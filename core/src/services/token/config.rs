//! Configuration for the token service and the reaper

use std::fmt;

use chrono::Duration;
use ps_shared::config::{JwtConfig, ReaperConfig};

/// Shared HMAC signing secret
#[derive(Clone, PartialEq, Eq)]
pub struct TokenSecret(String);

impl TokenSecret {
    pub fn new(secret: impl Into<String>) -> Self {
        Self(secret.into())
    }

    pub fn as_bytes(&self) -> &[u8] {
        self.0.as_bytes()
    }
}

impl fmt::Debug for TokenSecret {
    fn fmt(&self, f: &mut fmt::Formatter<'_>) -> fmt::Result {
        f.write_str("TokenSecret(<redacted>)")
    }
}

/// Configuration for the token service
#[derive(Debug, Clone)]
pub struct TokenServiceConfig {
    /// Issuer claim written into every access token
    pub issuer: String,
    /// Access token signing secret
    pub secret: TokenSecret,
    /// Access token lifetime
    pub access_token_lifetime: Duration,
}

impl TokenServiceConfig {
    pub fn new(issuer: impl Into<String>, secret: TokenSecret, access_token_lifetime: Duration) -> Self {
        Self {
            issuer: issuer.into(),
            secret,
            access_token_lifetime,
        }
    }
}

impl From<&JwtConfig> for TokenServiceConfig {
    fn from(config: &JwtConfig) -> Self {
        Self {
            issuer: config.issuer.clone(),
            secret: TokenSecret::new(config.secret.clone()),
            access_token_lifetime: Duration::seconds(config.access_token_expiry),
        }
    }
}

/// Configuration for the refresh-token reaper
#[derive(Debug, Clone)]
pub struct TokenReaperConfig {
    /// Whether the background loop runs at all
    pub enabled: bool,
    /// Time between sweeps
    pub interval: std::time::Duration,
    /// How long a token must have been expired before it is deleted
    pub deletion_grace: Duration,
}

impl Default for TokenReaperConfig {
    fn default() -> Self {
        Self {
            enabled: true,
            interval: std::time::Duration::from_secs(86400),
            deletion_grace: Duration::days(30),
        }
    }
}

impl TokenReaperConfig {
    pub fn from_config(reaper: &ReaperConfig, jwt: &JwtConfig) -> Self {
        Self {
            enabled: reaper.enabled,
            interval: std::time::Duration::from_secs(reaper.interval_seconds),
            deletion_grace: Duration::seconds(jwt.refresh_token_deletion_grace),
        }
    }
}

**TASK INSTRUCTIONS**.
Copy every line of the records, leaving nothing out.

**RESPONSE AREA**.
filename core/src/services/token/config.rs
//! Configuration for the token service and the reaper

use std::fmt;

use chrono::Duration;
use ps_shared::config::{JwtConfig, ReaperConfig};

/// Shared HMAC signing secret
#[derive(Clone, PartialEq, Eq)]
pub struct TokenSecret(String);

impl TokenSecret {
    pub fn new(secret: impl Into<String>) -> Self {
        Self(secret.into())
    }

    pub fn as_bytes(&self) -> &[u8] {
        self.0.as_bytes()
    }
}

impl fmt::Debug for TokenSecret {
    fn fmt(&self, f: &mut fmt::Formatter<'_>) -> fmt::Result {
        f.write_str("TokenSecret(<redacted>)")
    }
}

/// Configuration for the token service
#[derive(Debug, Clone)]
pub struct TokenServiceConfig {
    /// Issuer claim written into every access token
    pub issuer: String,
    /// Access token signing secret
    pub secret: TokenSecret,
    /// Access token lifetime
    pub access_token_lifetime: Duration,
}

impl TokenServiceConfig {
    pub fn new(issuer: impl Into<String>, secret: TokenSecret, access_token_lifetime: Duration) -> Self {
        Self {
            issuer: issuer.into(),
            secret,
            access_token_lifetime,
        }
    }
}

impl From<&JwtConfig> for TokenServiceConfig {
    fn from(config: &JwtConfig) -> Self {
        Self {
            issuer: config.issuer.clone(),
            secret: TokenSecret::new(config.secret.clone()),
            access_token_lifetime: Duration::seconds(config.access_token_expiry),
        }
    }
}

/// Configuration for the refresh-token reaper
#[derive(Debug, Clone)]
pub struct TokenReaperConfig {
    /// Whether the background loop runs at all
    pub enabled: bool,
    /// Time between sweeps
    pub interval: std::time::Duration,
    /// How long a token must have been expired before it is deleted
    pub deletion_grace: Duration,
}

impl Default for TokenReaperConfig {
    fn default() -> Self {
        Self {
            enabled: true,
            interval: std::time::Duration::from_secs(86400),
            deletion_grace: Duration::days(30),
        }
    }
}

impl TokenReaperConfig {
    pub fn from_config(reaper: &ReaperConfig, jwt: &JwtConfig) -> Self {
        Self {
            enabled: reaper.enabled,
            interval: std::time::Duration::from_secs(reaper.interval_seconds),
            deletion_grace: Duration::seconds(jwt.refresh_token_deletion_grace),
        }
    }
}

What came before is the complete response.